I made a plan: each morning, we spent about 7–8 minutes outside bouncing a ball together. This gave him gross motor movement and a positive relational interaction. Afterward, he could focus on math for about 20 minutes, and then we’d repeat the activity.
Over time, through patterns like this, we help the brain develop new regulation pathways. As the lower parts of his brain became more regulated, he could stay engaged in higher‑level tasks for longer, and we could then set more emotional and cognitive goals.
Eye Movement Desensitization and Reprocessing (EMDR), Cognitive Behavioural Therapy (CBT), and Dialectical Behaviour Therapy (DBT) tools in practice
Q: What specific grounding or mindfulness strategies from CBT/DBT do you find most effective for hyperactive or impulsive moments?
If we set the kids aside for a moment and focus on the parents, one of the most effective things parents can gain from CBT and DBT is improved self‑regulation. Supporting parental regulation is, in my view, the most critical first step in helping a child with complex needs. When parents are regulated, they can better support their children.

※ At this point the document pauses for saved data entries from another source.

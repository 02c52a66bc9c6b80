//! Chunk segmentation and classification.
//!
//! A chunk is a blank-line separated piece of a raw block. Classification
//! looks at the chunk text alone and tries the kinds in a fixed order; the
//! first match wins.

use super::patterns::{
    ABBREVIATION_DEFINITION, EMBED_OR_LINK, FOOTNOTE_DECLARATION, LANGUAGE_MARKER, PARAGRAPH_ID,
    TITLE,
};

/// The syntactic kind of a chunk.
#[derive(Debug, Clone, Copy, PartialEq, Eq, Hash)]
pub enum ChunkKind {
    /// `*[name]: definition`
    Abbreviation,
    /// Prose whose first line is a `(some-id)` marker
    ParagraphWithId,
    /// `![alt "title"](source)`
    Image,
    /// `>[alt "title"](source)`
    Media,
    /// `[name "title"](url)`
    Link,
    /// `[n]: content`
    FootnoteDeclaration,
    /// `# Title`
    Title,
    /// Anything else
    Paragraph,
}

/// A classified chunk borrowing its text from the block it came from.
#[derive(Debug, Clone, Copy, PartialEq, Eq)]
pub struct Chunk<'a> {
    pub kind: ChunkKind,
    /// Chunk text with surrounding whitespace trimmed.
    pub text: &'a str,
}

/// Split a raw block on blank lines and classify every non-empty piece.
///
/// Residual language markers are dropped.
pub fn segment_chunks(block: &str) -> Vec<Chunk<'_>> {
    block
        .split("\n\n")
        .map(str::trim)
        .filter(|text| !text.is_empty())
        .filter_map(|text| classify_chunk(text).map(|kind| Chunk { kind, text }))
        .collect()
}

/// Classify a trimmed chunk.
///
/// Returns `None` only for a chunk that is a language marker, which the
/// language splitter should already have removed.
pub fn classify_chunk(text: &str) -> Option<ChunkKind> {
    let first_line = text.lines().next().unwrap_or_default();

    if ABBREVIATION_DEFINITION.is_match(text) {
        return Some(ChunkKind::Abbreviation);
    }

    if PARAGRAPH_ID.is_match(first_line) {
        return Some(ChunkKind::ParagraphWithId);
    }

    if let Some(caps) = EMBED_OR_LINK.captures(text) {
        let kind = match &caps[1] {
            "!" => ChunkKind::Image,
            ">" => ChunkKind::Media,
            _ => ChunkKind::Link,
        };
        return Some(kind);
    }

    if FOOTNOTE_DECLARATION.is_match(text) {
        return Some(ChunkKind::FootnoteDeclaration);
    }

    if LANGUAGE_MARKER.is_match(text) {
        tracing::debug!("dropping stray language marker chunk {text:?}");
        return None;
    }

    if TITLE.is_match(text) {
        return Some(ChunkKind::Title);
    }

    Some(ChunkKind::Paragraph)
}
//! Shell completions generation.

use clap::Args;
use clap_complete::Shell;

/// Generate shell completions
#[derive(Args, Debug)]
pub struct CompletionsArgs {
    /// Shell to generate completions for
    #[arg(value_enum)]
    pub shell: Shell,
}

pub fn run(args: CompletionsArgs) -> crate::error::Result<()> {
    let mut cmd = <super::Cli as clap::CommandFactory>::command();
    clap_complete::generate(args.shell, &mut cmd, "portfoliodb", &mut std::io::stdout());
    Ok(())
}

DBT, developed by Marsha Linehan (who lives with borderline personality disorder), focuses strongly on emotional regulation. Helpful skills include:
- Mindfulness: grounding exercises or noticing sensory experiences.
- Distress tolerance: using distraction or redirection when emotions run high.
For kids, mindfulness can sometimes be tricky because it requires more access to higher‑level brain functions, but for parents it can be an excellent way to stay calm and present while supporting a dysregulated child.
CBT explores how thoughts, emotions, behaviours, and physical responses interact. It increasingly emphasizes using movement or physical strategies to regulate, alongside reframing thoughts.
Both CBT and DBT fit into the NMT framework: regulate first, then relate, then reason. I’ve seen this approach work with both adults and youth. When regulation comes first, then you can address thinking patterns.
Q: How can caregivers use elements of EMDR at home, such as bilateral stimulation or anchoring techniques, to support emotional regulation?
EMDR should be done with a trained professional because intense emotions can surface. With professional support, it can be very effective in processing difficult experiences.
Some therapists may include bilateral stimulation techniques for use at home as part of a broader plan to help with regulation. But deeper processing work should remain in therapy.
EMDR combines bilateral stimulation with recalling distressing memories, helping the brain regulate while revisiting them. Over time, this can reduce the emotional impact of those memories.
Structure, boundaries, and relational repair
Q: How do you balance clear routines and behavioural expectations with empathy for a system-impacted ADHD brain?
A: I’ll respond to the idea of an ADHD brain through the lens of a child impacted by early developmental adversity. Almost every child I’ve worked with who experienced early developmental adversity also had an ADHD diagnosis. These are separate conditions, but many of the symptoms overlap. When you take into account the complex early experiences many of these children have had, their needs can be even greater.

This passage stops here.